1. Field of the Invention
The present invention relates to a method of controlling the propelling direction of a shield tunneling machine used in the pipe-jacking process, and an apparatus therefor.
2. Description of the Prior Art
The semi-shield process is applied for laying a conduit for sewerage or service water, wherein a shield tunneling machine is arranged, and the shield tunneling machine and Hume pipes following the shield tunneling machine are propelled by a pipe-jacking machine. In the semi-shield process, laser beam is sent along a scheduled line on which a conduit is to be laid, the shield tunneling machine and a plurality of pipes are propelled along the laser beam by the pipe-jacking machine, while the ground is excavated by the shield tunneling machine.
When the shield tunneling machine is propelled, a variety of resistances are applied on the shield tunneling machine. Therefore, it happens that the propelling direction of the shield tunneling machine is deviated from the scheduled line. In order to control the propelling direction of the shield tunneling machine, the shield tunneling machine is provided with a target on which a laser beam is projected, with a television camera by which an image of the target is taken, and with a pointer wherein a forward end of the pointer is attached to a cutter head of the shield tunneling machine and a rear end of the pointer is disposed by the surface of the target.

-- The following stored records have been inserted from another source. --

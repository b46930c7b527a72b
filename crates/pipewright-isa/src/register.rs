//! Register classes and per-dialect register name spaces.

use std::fmt;

/// Category of an operand slot.
///
/// Every slot of an instruction definition carries exactly one class. The class
/// is fixed by the definition and never derived from a register name.
#[derive(Debug, Clone, Copy, PartialEq, Eq, Hash)]
pub enum RegisterClass {
    /// General-purpose (scalar) register.
    Gpr,
    /// Vector register.
    Vector,
    /// Stack slot holding a spilled vector register.
    VectorStack,
    /// Stack slot holding a spilled general-purpose register.
    GprStack,
}

impl RegisterClass {
    /// All register classes, in declaration order.
    pub const ALL: [RegisterClass; 4] = [
        RegisterClass::Gpr,
        RegisterClass::Vector,
        RegisterClass::VectorStack,
        RegisterClass::GprStack,
    ];

    /// Whether the class names a stack slot rather than an architectural register.
    pub fn is_spill_slot(self) -> bool {
        matches!(self, RegisterClass::VectorStack | RegisterClass::GprStack)
    }
}

impl fmt::Display for RegisterClass {
    fn fmt(&self, f: &mut fmt::Formatter<'_>) -> fmt::Result {
        match self {
            RegisterClass::Gpr => write!(f, "gpr"),
            RegisterClass::Vector => write!(f, "vector"),
            RegisterClass::VectorStack => write!(f, "vector-stack"),
            RegisterClass::GprStack => write!(f, "gpr-stack"),
        }
    }
}

/// Canonical register names of one dialect, grouped by class.
#[derive(Debug)]
pub struct RegisterFile {
    /// General-purpose registers, e.g. `r0` or `x0`.
    pub gpr: &'static [&'static str],
    /// Vector registers, e.g. `q0` or `v0`.
    pub vector: &'static [&'static str],
    /// Spill slots for vector registers.
    pub vector_stack: &'static [&'static str],
    /// Spill slots for general-purpose registers.
    pub gpr_stack: &'static [&'static str],
}

impl RegisterFile {
    /// Canonical names of a class.
    pub fn names(&self, class: RegisterClass) -> &'static [&'static str] {
        match class {
            RegisterClass::Gpr => self.gpr,
            RegisterClass::Vector => self.vector,
            RegisterClass::VectorStack => self.vector_stack,
            RegisterClass::GprStack => self.gpr_stack,
        }
    }

    /// Whether `name` is a canonical name of `class`.
    pub fn contains(&self, class: RegisterClass, name: &str) -> bool {
        self.names(class).contains(&name)
    }

    /// The class a name belongs to, if any.
    pub fn class_of(&self, name: &str) -> Option<RegisterClass> {
        RegisterClass::ALL
            .into_iter()
            .find(|&class| self.contains(class, name))
    }
}

pub(crate) const ARMV81M_REGISTERS: RegisterFile = RegisterFile {
    gpr: &[
        "r0", "r1", "r2", "r3", "r4", "r5", "r6", "r7", "r8", "r9", "r10", "r11", "r12", "r13",
        "r14",
    ],
    vector: &["q0", "q1", "q2", "q3", "q4", "q5", "q6", "q7"],
    vector_stack: &[
        "QSTACK0", "QSTACK1", "QSTACK2", "QSTACK3", "QSTACK4", "QSTACK5", "QSTACK6", "QSTACK7",
    ],
    gpr_stack: &[
        "RSTACK0", "RSTACK1", "RSTACK2", "RSTACK3", "RSTACK4", "RSTACK5", "RSTACK6", "RSTACK7",
    ],
};

pub(crate) const AARCH64_REGISTERS: RegisterFile = RegisterFile {
    gpr: &[
        "x0", "x1", "x2", "x3", "x4", "x5", "x6", "x7", "x8", "x9", "x10", "x11", "x12", "x13",
        "x14", "x15", "x16", "x17", "x18", "x19", "x20", "x21", "x22", "x23", "x24", "x25", "x26",
        "x27", "x28", "x29", "x30",
    ],
    vector: &[
        "v0", "v1", "v2", "v3", "v4", "v5", "v6", "v7", "v8", "v9", "v10", "v11", "v12", "v13",
        "v14", "v15", "v16", "v17", "v18", "v19", "v20", "v21", "v22", "v23", "v24", "v25", "v26",
        "v27", "v28", "v29", "v30", "v31",
    ],
    vector_stack: &[
        "VSTACK0", "VSTACK1", "VSTACK2", "VSTACK3", "VSTACK4", "VSTACK5", "VSTACK6", "VSTACK7",
        "VSTACK8", "VSTACK9", "VSTACK10", "VSTACK11", "VSTACK12", "VSTACK13", "VSTACK14",
        "VSTACK15",
    ],
    gpr_stack: &[
        "XSTACK0", "XSTACK1", "XSTACK2", "XSTACK3", "XSTACK4", "XSTACK5", "XSTACK6", "XSTACK7",
        "XSTACK8", "XSTACK9", "XSTACK10", "XSTACK11", "XSTACK12", "XSTACK13", "XSTACK14",
        "XSTACK15",
    ],
};

#[cfg(test)]
mod tests {
    use super::*;

    #[test]
    fn aarch64_register_counts() {
        assert_eq!(AARCH64_REGISTERS.gpr.len(), 31);
        assert_eq!(AARCH64_REGISTERS.vector.len(), 32);
        assert_eq!(AARCH64_REGISTERS.names(RegisterClass::GprStack).len(), 16);
    }

    #[test]
    fn class_lookup() {
        assert_eq!(ARMV81M_REGISTERS.class_of("q7"), Some(RegisterClass::Vector));
        assert_eq!(ARMV81M_REGISTERS.class_of("r14"), Some(RegisterClass::Gpr));
        assert_eq!(
            ARMV81M_REGISTERS.class_of("QSTACK3"),
            Some(RegisterClass::VectorStack)
        );
        assert_eq!(ARMV81M_REGISTERS.class_of("q8"), None);
        assert_eq!(AARCH64_REGISTERS.class_of("r0"), None);
    }

    #[test]
    fn name_spaces_are_disjoint() {
        for file in [&ARMV81M_REGISTERS, &AARCH64_REGISTERS] {
            for class in RegisterClass::ALL {
                for name in file.names(class) {
                    assert_eq!(file.class_of(name), Some(class), "{name}");
                }
            }
        }
    }

    #[test]
    fn spill_slots() {
        assert!(RegisterClass::VectorStack.is_spill_slot());
        assert!(!RegisterClass::Vector.is_spill_slot());
    }
}
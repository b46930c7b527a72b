//! Assembly text parser.
//!
//! A line is tried against every variant of the active dialect in declaration
//! order. A variant matches when its mnemonic, datatype suffix and operand
//! template agree and every operand names a register of its slot's class.
//! Every variant that matches contributes an [`Instruction`]; a line that fits
//! several variants yields several candidates, and choosing between them is
//! left to the consumer.
//!
//! Operand syntax:
//!
//! ```text
//! mnemonic[.dt] op0, op1, ...
//! mnemonic[.dt] op0, ..., [base{, #offset}]{!}{, #postinc}
//! ```

use log::{debug, trace};

use crate::arch::Arch;
use crate::error::{Attempt, Attempts, IsaError, MatchFailure, Result};
use crate::instruction::{Address, InstrDef, Instruction};
use crate::register::RegisterFile;

/// Markers starting an end-of-line comment.
const COMMENT_MARKERS: [&str; 2] = ["//", "@"];

/// One instruction line of a listing with its parse candidates.
#[derive(Debug, Clone)]
pub struct ParsedLine {
    /// 1-based line number within the listing.
    pub number: usize,
    /// Source text as given.
    pub text: String,
    /// All variants that parse the line, in dialect order.
    pub candidates: Vec<Instruction>,
}

/// Remove an end-of-line comment and surrounding whitespace.
pub fn strip_comment(line: &str) -> &str {
    let end = COMMENT_MARKERS
        .iter()
        .filter_map(|m| line.find(m))
        .min()
        .unwrap_or(line.len());
    line[..end].trim()
}

/// Parse one line into every matching variant of `arch`.
///
/// Fails with [`IsaError::NoMatchingVariant`] listing each tried variant and
/// its mismatch when nothing matches.
pub fn parse_line(arch: &Arch, line: &str) -> Result<Vec<Instruction>> {
    let text = strip_comment(line);
    let (mnemonic, suffix, operands) = split_mnemonic(text);

    let mut candidates = Vec::new();
    let mut attempts = Vec::new();
    for def in arch.defs() {
        match match_variant(def, arch.registers(), mnemonic, suffix, operands) {
            Ok(parts) => candidates.push(Instruction::from_operands(
                def,
                parts.operands,
                parts.datatype,
                parts.address,
            )?),
            Err(reason) => {
                trace!("{}: '{text}' rejected by {}: {reason}", arch.name, def.name);
                attempts.push(Attempt {
                    variant: def.name,
                    reason,
                });
            }
        }
    }

    if candidates.is_empty() {
        return Err(IsaError::NoMatchingVariant {
            arch: arch.name,
            line: text.to_string(),
            attempts: Attempts(attempts),
        });
    }
    if candidates.len() > 1 {
        debug!(
            "{}: '{text}' is ambiguous between {}",
            arch.name,
            candidates
                .iter()
                .map(|c| c.def().name)
                .collect::<Vec<_>>()
                .join(", ")
        );
    }
    Ok(candidates)
}

/// Parse every instruction line of a listing.
///
/// Blank and comment-only lines are skipped. The first line that fails aborts
/// the whole listing with its line number attached.
pub fn parse_body<S: AsRef<str>>(arch: &Arch, lines: &[S]) -> Result<Vec<ParsedLine>> {
    let mut parsed = Vec::new();
    for (idx, line) in lines.iter().enumerate() {
        let line = line.as_ref();
        if strip_comment(line).is_empty() {
            continue;
        }
        let candidates = parse_line(arch, line).map_err(|e| IsaError::AtLine {
            line: idx + 1,
            source: Box::new(e),
        })?;
        parsed.push(ParsedLine {
            number: idx + 1,
            text: line.to_string(),
            candidates,
        });
    }
    Ok(parsed)
}

/// A representative source line for `def`, using distinct canonical register
/// names per slot and the first legal datatype suffix.
pub fn canonical_line(arch: &Arch, def: &InstrDef) -> String {
    render_line(arch, def, def.datatype.map(|kind| kind.suffixes()[0]))
}

/// One canonical line per legal datatype suffix of `def`, in suffix order.
pub fn variant_lines(arch: &Arch, def: &InstrDef) -> Vec<String> {
    match def.datatype {
        Some(kind) => kind
            .suffixes()
            .iter()
            .map(|&suffix| render_line(arch, def, Some(suffix)))
            .collect(),
        None => vec![render_line(arch, def, None)],
    }
}

fn render_line(arch: &Arch, def: &InstrDef, suffix: Option<&str>) -> String {
    let mut line = def.mnemonic.to_string();
    if let Some(suffix) = suffix {
        line.push('.');
        line.push_str(suffix);
    }
    let mut operands: Vec<String> = def
        .slot_classes()
        .enumerate()
        .map(|(slot, class)| {
            let names = arch.registers().names(class);
            names[slot % names.len()].to_string()
        })
        .collect();
    if def.memory.is_some() {
        if let Some(base) = operands.pop() {
            operands.push(format!("[{base}]"));
        }
    }
    if !operands.is_empty() {
        line.push(' ');
        line.push_str(&operands.join(", "));
    }
    line
}

/// Fields captured by a successful template match.
struct Captured {
    operands: Vec<String>,
    datatype: Option<String>,
    address: Option<Address>,
}

fn split_mnemonic(text: &str) -> (&str, Option<&str>, &str) {
    let (token, rest) = text
        .split_once(char::is_whitespace)
        .unwrap_or((text, ""));
    match token.split_once('.') {
        Some((base, suffix)) => (base, Some(suffix), rest.trim()),
        None => (token, None, rest.trim()),
    }
}

fn match_variant(
    def: &InstrDef,
    registers: &RegisterFile,
    mnemonic: &str,
    suffix: Option<&str>,
    operands: &str,
) -> std::result::Result<Captured, MatchFailure> {
    if !mnemonic.eq_ignore_ascii_case(def.mnemonic) {
        return Err(MatchFailure::Mnemonic {
            expected: def.template(),
            found: mnemonic.to_string(),
        });
    }

    let datatype = match (def.datatype, suffix) {
        (None, None) => None,
        (None, Some(found)) => {
            return Err(MatchFailure::UnexpectedDataType {
                found: found.to_string(),
            })
        }
        (Some(kind), None) => {
            return Err(MatchFailure::MissingDataType {
                allowed: kind.suffixes(),
            })
        }
        (Some(kind), Some(found)) => {
            let found = found.to_ascii_lowercase();
            if !kind.accepts(&found) {
                return Err(MatchFailure::DataType {
                    found,
                    allowed: kind.suffixes(),
                });
            }
            Some(found)
        }
    };

    let (operands, address) = if def.memory.is_some() {
        let (operands, address) = match_memory_operands(operands, def.operand_count())?;
        (operands, Some(address))
    } else {
        (match_register_operands(operands, def.operand_count())?, None)
    };
    check_register_classes(def, registers, &operands)?;

    Ok(Captured {
        operands,
        datatype,
        address,
    })
}

fn match_register_operands(
    text: &str,
    expected: usize,
) -> std::result::Result<Vec<String>, MatchFailure> {
    let tokens = split_operands(text);
    if tokens.len() != expected {
        return Err(MatchFailure::OperandCount {
            expected,
            found: tokens.len(),
        });
    }
    tokens.into_iter().map(register_token).collect()
}

fn match_memory_operands(
    text: &str,
    expected: usize,
) -> std::result::Result<(Vec<String>, Address), MatchFailure> {
    let open = text.find('[').ok_or_else(|| address_error("missing '['"))?;
    let close = text[open..]
        .find(']')
        .map(|i| open + i)
        .ok_or_else(|| address_error("missing ']'"))?;

    let before = text[..open].trim();
    let registers = if before.is_empty() {
        Vec::new()
    } else {
        let before = before
            .strip_suffix(',')
            .ok_or_else(|| address_error("expected ',' before '['"))?;
        split_operands(before)
    };
    if registers.len() + 1 != expected {
        return Err(MatchFailure::OperandCount {
            expected,
            found: registers.len() + 1,
        });
    }

    let inside = &text[open + 1..close];
    let (base, pre_index) = match inside.split_once(',') {
        Some((base, offset)) => (base, Some(immediate(offset)?)),
        None => (inside, None),
    };
    let base = register_token(base.trim())?;

    let mut after = text[close + 1..].trim();
    let writeback = match after.strip_prefix('!') {
        Some(rest) => {
            after = rest.trim();
            true
        }
        None => false,
    };
    let post_index = if after.is_empty() {
        None
    } else {
        let post = after
            .strip_prefix(',')
            .ok_or_else(|| address_error(&format!("unexpected '{after}' after address")))?;
        Some(immediate(post)?)
    };
    if writeback && post_index.is_some() {
        return Err(MatchFailure::WritebackWithPostIndex);
    }

    let mut operands = registers
        .into_iter()
        .map(register_token)
        .collect::<std::result::Result<Vec<_>, _>>()?;
    operands.push(base.clone());
    Ok((
        operands,
        Address {
            base,
            pre_index,
            post_index,
            writeback,
        },
    ))
}

/// Every operand must be a register name of its slot's class.
fn check_register_classes(
    def: &InstrDef,
    registers: &RegisterFile,
    operands: &[String],
) -> std::result::Result<(), MatchFailure> {
    for (slot, (class, token)) in def.slot_classes().zip(operands).enumerate() {
        if !registers.contains(class, token) {
            return Err(MatchFailure::RegisterClass {
                slot,
                token: token.clone(),
                expected: class,
            });
        }
    }
    Ok(())
}

fn split_operands(text: &str) -> Vec<&str> {
    if text.trim().is_empty() {
        Vec::new()
    } else {
        text.split(',').map(str::trim).collect()
    }
}

fn register_token(token: &str) -> std::result::Result<String, MatchFailure> {
    let mut chars = token.chars();
    let valid = chars
        .next()
        .is_some_and(|c| c.is_ascii_alphabetic() || c == '_')
        && chars.all(|c| c.is_ascii_alphanumeric() || c == '_');
    if valid {
        Ok(token.to_string())
    } else {
        Err(MatchFailure::Operand {
            token: token.to_string(),
        })
    }
}

fn immediate(token: &str) -> std::result::Result<String, MatchFailure> {
    let token = token.trim();
    let value = token
        .strip_prefix('#')
        .map(str::trim)
        .ok_or_else(|| address_error(&format!("immediate '{token}' must start with '#'")))?;
    if value.is_empty() {
        return Err(address_error("empty immediate"));
    }
    Ok(value.to_string())
}

fn address_error(detail: &str) -> MatchFailure {
    MatchFailure::Address {
        detail: detail.to_string(),
    }
}
//! Run configuration: which dialect, which target, which loop.
//!
//! Stored as TOML with kebab-case keys:
//!
//! ```toml
//! arch = "Arm_v81M"
//! target = "Arm_Cortex_M55"
//! mode = "functional-only"
//!
//! [loop]
//! label = "start"
//! ```

use std::fmt;
use std::path::Path;

use log::debug;
use serde::{Deserialize, Serialize};

use pipewright_isa::{get_arch, Arch};

use crate::error::{CostError, Result};
use crate::model::CostModel;
use crate::registry::get_target;
use crate::scheduler::OptimizerMode;

/// Deserialized run configuration.
#[derive(Debug, Clone, PartialEq, Eq, Serialize, Deserialize)]
#[serde(rename_all = "kebab-case")]
pub struct ModelConfig {
    /// Dialect name, e.g. `Arm_v81M`.
    pub arch: String,
    /// Target name, e.g. `Arm_Cortex_M55`.
    pub target: String,
    #[serde(default)]
    pub mode: OptimizerMode,
    #[serde(default, rename = "loop", skip_serializing_if = "Option::is_none")]
    pub loop_section: Option<LoopSection>,
}

/// The `[loop]` table.
#[derive(Debug, Clone, PartialEq, Eq, Serialize, Deserialize)]
#[serde(rename_all = "kebab-case")]
pub struct LoopSection {
    /// Label of the loop to extract.
    pub label: String,
}

/// A configuration resolved against the dialect and target registries.
pub struct Selection {
    pub arch: &'static Arch,
    pub target: &'static dyn CostModel,
    pub mode: OptimizerMode,
    pub loop_label: Option<String>,
}

impl fmt::Debug for Selection {
    fn fmt(&self, f: &mut fmt::Formatter<'_>) -> fmt::Result {
        f.debug_struct("Selection")
            .field("arch", &self.arch.name)
            .field("target", &self.target.name())
            .field("mode", &self.mode)
            .field("loop_label", &self.loop_label)
            .finish()
    }
}

impl ModelConfig {
    /// Look up the dialect and target, and check that they belong together.
    pub fn resolve(&self) -> Result<Selection> {
        let arch = get_arch(&self.arch)?;
        let target = get_target(&self.target)?;
        if target.arch().name != arch.name {
            return Err(CostError::ArchMismatch {
                target: self.target.clone(),
                expected: target.arch().name,
                found: self.arch.clone(),
            });
        }
        debug!("selected {} on {arch} ({:?})", target.name(), self.mode);
        Ok(Selection {
            arch,
            target,
            mode: self.mode,
            loop_label: self.loop_section.as_ref().map(|l| l.label.clone()),
        })
    }
}

/// Load a configuration from a TOML file.
pub fn load_config(path: &Path) -> Result<ModelConfig> {
    if !path.exists() {
        return Err(CostError::NotFound {
            path: path.to_path_buf(),
        });
    }
    let content = std::fs::read_to_string(path)?;
    parse_config(&content)
}

/// Parse a configuration from a TOML string.
pub fn parse_config(toml_str: &str) -> Result<ModelConfig> {
    let config: ModelConfig = toml::from_str(toml_str)?;
    Ok(config)
}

An image of a laser spot projected on the target is taken by the television camera. The image of a laser spot projected on the target is projected on a Braun tube and observed by an operator. When it is checked the projecting direction of the shield tunneling machine is deviated from the scheduled line, a directional control means, that is, jacks are controlled so that the cutter head is turned against the tail shield by which the direction of the shield tunneling machine is adjusted according to the movement of the pointer which corresponds to the orientation of the cutter head and the tail shield and an angle between the cutter head and the tail shield.
In the shield tunneling machine, the target is mounted at a certain place in the shield tunneling machine. The shield tunneling machine is propelled by a pipe-jacking machine disposed in a start vertical shaft, while a laser beam is sent from a laser beam source disposed in the start vertical shaft to the target. A spot of laser beam projected along the scheduled line on the target is made the origin on the target, and when the spot on the target, while the shield tunneling machine is projected, is displaced from the origin to the another place, it is found only that the section of shield tunneling machine is displaced from the scheduled line corresponding to the position of the spot of laser beam projected on the target, from an image of Braun tube.
Accordingly, from the observation of a spot of laser beam on the target which is displaced from one origin to another origin, it is difficult to find a control amount of the directional control means. Therefore, at present, the directional control of shield tunneling machine demands skill of an operator and his know-how.
Recently, a shield tunneling machine was developed in which a laser beam is sent along a scheduled line to a target, which is pervious to light, and a laser beam passing through the target is reflected by a reflector. The reflected laser beam by the reflector is projected on a screen, and the advanced direction of the shield tunneling machine can be controlled by observing a spot of laser beam projected on the target and a spot of laser beam protected on the screen. In the shield tunneling machine, the displacement of the spot of laser beam projected on the screen, while the shield tunneling machine is advanced, from the original spot of a laser beam projected on the screen is detected by observing the screen, and the advanced direction of the shield tunneling machine is controlled corresponding to the detected displacement of spot of laser beam.